Your goal | Your job is to return every line of the listing holding the string "LeftToRight".

* * * * *

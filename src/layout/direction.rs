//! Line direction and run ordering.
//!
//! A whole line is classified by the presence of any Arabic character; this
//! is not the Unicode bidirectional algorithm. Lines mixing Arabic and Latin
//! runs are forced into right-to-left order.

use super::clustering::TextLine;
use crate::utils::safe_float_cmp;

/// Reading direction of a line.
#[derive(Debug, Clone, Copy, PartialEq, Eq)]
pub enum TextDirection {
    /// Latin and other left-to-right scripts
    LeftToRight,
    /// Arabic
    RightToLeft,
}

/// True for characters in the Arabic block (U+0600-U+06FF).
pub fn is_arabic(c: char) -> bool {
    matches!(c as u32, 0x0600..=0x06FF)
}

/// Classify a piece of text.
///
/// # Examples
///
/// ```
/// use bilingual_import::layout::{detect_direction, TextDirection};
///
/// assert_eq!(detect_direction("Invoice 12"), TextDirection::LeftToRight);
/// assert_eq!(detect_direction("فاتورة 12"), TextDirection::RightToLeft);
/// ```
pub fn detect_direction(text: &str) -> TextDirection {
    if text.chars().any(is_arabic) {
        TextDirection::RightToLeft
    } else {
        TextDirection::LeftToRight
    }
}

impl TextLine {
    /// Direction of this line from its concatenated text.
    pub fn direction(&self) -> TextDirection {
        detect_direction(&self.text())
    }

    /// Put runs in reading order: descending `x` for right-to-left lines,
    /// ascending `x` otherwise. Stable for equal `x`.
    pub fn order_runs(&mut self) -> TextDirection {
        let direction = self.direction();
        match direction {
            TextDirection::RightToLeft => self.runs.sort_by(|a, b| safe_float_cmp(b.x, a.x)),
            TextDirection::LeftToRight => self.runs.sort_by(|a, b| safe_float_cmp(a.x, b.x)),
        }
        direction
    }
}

* * * * *

Solved exercise |
    LeftToRight,
/// assert_eq!(detect_direction("Invoice 12"), TextDirection::LeftToRight);
        TextDirection::LeftToRight
            TextDirection::LeftToRight => self.runs.sort_by(|a, b| safe_float_cmp(a.x, b.x)),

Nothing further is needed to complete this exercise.